Marca Corona ad Art City Bologna

Siamo stati invitati da Marca Corona a Bologna, all’interno del Teatro San Leonardo, per l’inaugurazione della tre giorni di Art City, nel contesto di Arte Fiera Bologna, in cui mostre, convegni e riflessione collettiva si sono intrecciati in un unico racconto.

Il teatro, trasformato per l’occasione in luogo di pensiero e riflessione, ha ospitato sia Cantiere Futuro sia il progetto espositivo “ricAMARE. Il ricamo è un gesto d’amore” di Pino Deodato: un dialogo continuo tra parole e materia, tra tempo della riflessione e tempo lento del fare.
Le opere in terracotta, le installazioni e il grande ricamo di comunità hanno accompagnato il convegno come una presenza silenziosa ma attiva, ricordando che abitare significa anche prendersi cura, costruire legami, dare valore ai gesti quotidiani.

È in questo contesto - denso, poroso, profondamente umano - che si è aperto il confronto sul rapporto tra spazio costruito e vita.
Cantiere Futuro ha rimesso al centro una domanda tanto semplice quanto radicale: quale relazione esiste oggi tra spazio costruito e vita?

Ad aprire la riflessione è stato Lelio Poncemi, AD di Ceramiche Marca Corona, che ci ha accompagnato nelle profondità etiche e professionali di questa realtà aziendale attiva e in continuo rinnovamento da 300 anni, lasciando poi la parola all’antropologo Franco La Cecla con l’intervento “Addomesticare l’architettura” che ha fatto il punto sul valore etico dell’architettura, ricordando come l’abitare non sia solo una questione formale o funzionale, ma una pratica quotidiana, culturale e relazionale.
Particolarmente interessante la riflessione sul fatto che strade più vive generino città più sicure, perché la presenza, la relazione e l’uso condiviso dello spazio sono forme di cura.

Sono seguite due tavole rotonde moderate da Pierluigi Molteni (architetto e docente universitario) che hanno visto, nel primo panel, l’analisi dedicata al rapporto tra casa, economia e politiche urbane, Emily Marion Clancy, vicesindaca del Comune di Bologna e assessora alla Casa e alle politiche per l’abitare, ha raccontato le azioni in corso per promuovere un abitare in connessione, capace di rispondere ai bisogni reali delle persone e dei quartieri.
Accanto a lei, Marco Marcatili (direttore di Lombardini22 e presidente del CAAB) e Marco Battaglia (di Investire SGR), hanno ampliato il confronto sul delicato equilibrio tra sviluppo immobiliare, qualità dello spazio e dimensione sociale dell’abitare.
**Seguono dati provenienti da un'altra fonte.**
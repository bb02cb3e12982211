//! Typed view of the static data files.

mod geometry;
mod infra;
mod passages;
mod prediction;
mod site;

pub use geometry::{LineGeometry, PointGeometry, Position};
pub use infra::{InfraFeature, InfraProperties, parse_infrastructure};
pub use passages::PassageCounts;
pub use prediction::{PredictionCell, parse_predictions};
pub use site::{CountingSite, SiteProperties, parse_sites};

use serde::{Deserialize, Deserializer};

/// GeoJSON `FeatureCollection` envelope. Only `features` is read.
#[derive(Debug, Deserialize)]
struct FeatureCollection<F> {
    features: Vec<F>,
}

/// GeoJSON feature ids may be strings or numbers.
#[derive(Debug, Clone, Deserialize)]
#[serde(untagged)]
enum FeatureId {
    Text(String),
    Number(serde_json::Number),
}

impl From<FeatureId> for String {
    fn from(id: FeatureId) -> Self {
        match id {
            FeatureId::Text(text) => text,
            FeatureId::Number(number) => number.to_string(),
        }
    }
}

/// Accept `2018`, `2018.0` and `null` as a year.
fn deserialize_year<'de, D>(deserializer: D) -> Result<Option<i32>, D::Error>
where
    D: Deserializer<'de>,
{
    let value = Option::<f64>::deserialize(deserializer)?;
    Ok(value
        .filter(|year| year.is_finite() && year.fract() == 0.0)
        .map(|year| year as i32))
}

/// Accept string or numeric identifiers.
fn deserialize_opt_id<'de, D>(deserializer: D) -> Result<Option<String>, D::Error>
where
    D: Deserializer<'de>,
{
    Ok(Option::<FeatureId>::deserialize(deserializer)?.map(String::from))
}
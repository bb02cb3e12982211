use clap::Parser;
use tracing::debug;
use tracing_log::AsTrace;
use velomenaj::cli::{Cli, Command};
use velomenaj::commands;

#[cfg(feature = "jemalloc")]
#[global_allocator]
static GLOBAL: tikv_jemallocator::Jemalloc = tikv_jemallocator::Jemalloc;

#[tokio::main]
async fn main() -> anyhow::Result<()> {
    let cli = Cli::parse();
    // stdout carries command output
    tracing_subscriber::fmt()
        .with_writer(std::io::stderr)
        .with_max_level(cli.verbosity.log_level_filter().as_trace())
        .with_level(true)
        .with_file(true)
        .with_line_number(true)
        .init();

    debug!(config = ?cli);

    let config = commands::load_config(cli.conffile.as_deref(), cli.data_dir.as_deref())?;

    match cli.command {
        Command::Render { year, out } => {
            commands::render(&config, year, &out).await?;
        }
        Command::Stats { top, derive } => {
            commands::stats(&config, top, derive, &mut std::io::stdout().lock()).await?;
        }
        Command::Config => commands::dump_config(&config, &mut std::io::stdout().lock())?,
        Command::Watch => commands::watch(&config).await?,
    }
    Ok(())
}
//! Axis-aligned cells around a centroid, using the flat-Earth approximation.
//!
//! Valid for city-scale sizes away from the poles. Out-of-range latitudes
//! give degenerate but finite-or-infinite bounds, never a panic.

use config::CellShape;
use serde::{Deserialize, Serialize};

/// Meters per degree of latitude (and of longitude at the equator).
pub const METERS_PER_DEGREE: f64 = 111_111.0;

#[derive(Debug, Clone, Copy, PartialEq, Serialize, Deserialize)]
pub struct LatLng {
    pub lat: f64,
    pub lng: f64,
}

impl LatLng {
    pub fn new(lat: f64, lng: f64) -> Self {
        Self { lat, lng }
    }
}

#[derive(Debug, Clone, Copy, PartialEq, Serialize, Deserialize)]
pub struct Bounds {
    pub south_west: LatLng,
    pub north_east: LatLng,
}

impl Bounds {
    pub fn lat_span(&self) -> f64 {
        self.north_east.lat - self.south_west.lat
    }

    pub fn lng_span(&self) -> f64 {
        self.north_east.lng - self.south_west.lng
    }

    /// Closed exterior ring in GeoJSON `[lng, lat]` order, counter-clockwise.
    pub fn ring(&self) -> Vec<[f64; 2]> {
        let Self {
            south_west: sw,
            north_east: ne,
        } = *self;
        vec![
            [sw.lng, sw.lat],
            [ne.lng, sw.lat],
            [ne.lng, ne.lat],
            [sw.lng, ne.lat],
            [sw.lng, sw.lat],
        ]
    }
}

/// Square of `side_meters` centered on `center`.
///
/// ```
/// # use kernel::bounds::{square_bounds, LatLng};
/// let b = square_bounds(LatLng::new(0.0, 0.0), 222_222.0);
/// assert!((b.lat_span() - 2.0).abs() < 1e-9);
/// assert!((b.lng_span() - 2.0).abs() < 1e-9);
/// ```
pub fn square_bounds(center: LatLng, side_meters: f64) -> Bounds {
    let half = side_meters / 2.0;
    let d_lat = half / METERS_PER_DEGREE;
    let d_lng = half / (METERS_PER_DEGREE * center.lat.to_radians().cos());
    Bounds {
        south_west: LatLng::new(center.lat - d_lat, center.lng - d_lng),
        north_east: LatLng::new(center.lat + d_lat, center.lng + d_lng),
    }
}

/// Cell of fixed angular size centered on `center`.
pub fn grid_cell_bounds(center: LatLng, lat_step: f64, lon_step: f64) -> Bounds {
    Bounds {
        south_west: LatLng::new(center.lat - lat_step / 2.0, center.lng - lon_step / 2.0),
        north_east: LatLng::new(center.lat + lat_step / 2.0, center.lng + lon_step / 2.0),
    }
}

pub fn cell_bounds(center: LatLng, shape: CellShape) -> Bounds {
    match shape {
        CellShape::Square { side_meters } => square_bounds(center, side_meters),
        CellShape::Grid { lat_step, lon_step } => grid_cell_bounds(center, lat_step, lon_step),
    }
}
Il secondo talk, La casa di tutti i giorni, ha spostato lo sguardo sulla possibilità di una “città domestica”: un organismo fatto di micro-comunità, dove anche le metropoli si articolano in piccoli paesi, ciascuno con il proprio orizzonte, il proprio ritmo, i propri rituali.
A confrontarsi l’architetto Stefano Pujatti (co fondatore di ElasticoFarm), Davide Tommaso Ferrando (critico e curatore di architettura) e Stefano Betti (presidente di Ance) immaginando uno spazio domestico in simbiosi con quello urbano: più lento, empatico, realmente collettivo.

Un confronto che ha restituito all’architettura il suo ruolo più profondo: non solo costruire luoghi, ma attivare relazioni, generare prossimità, rendere visibile il legame tra progetto e vita.

Una giornata particolarmente densa di proposte per un futuro migliore, in cui l’abitare si rimette al centro delle cittadinanze.
La chiusura, con un tour ad Arte Fiera, ci ha lasciati avvolti per qualche ora dalla bellezza, e che ci ha riportati alla realtà con una convinzione ancora più forte: la bellezza, in ogni sua forma, potrebbe (e speriamo lo faccia) salvare il mondo.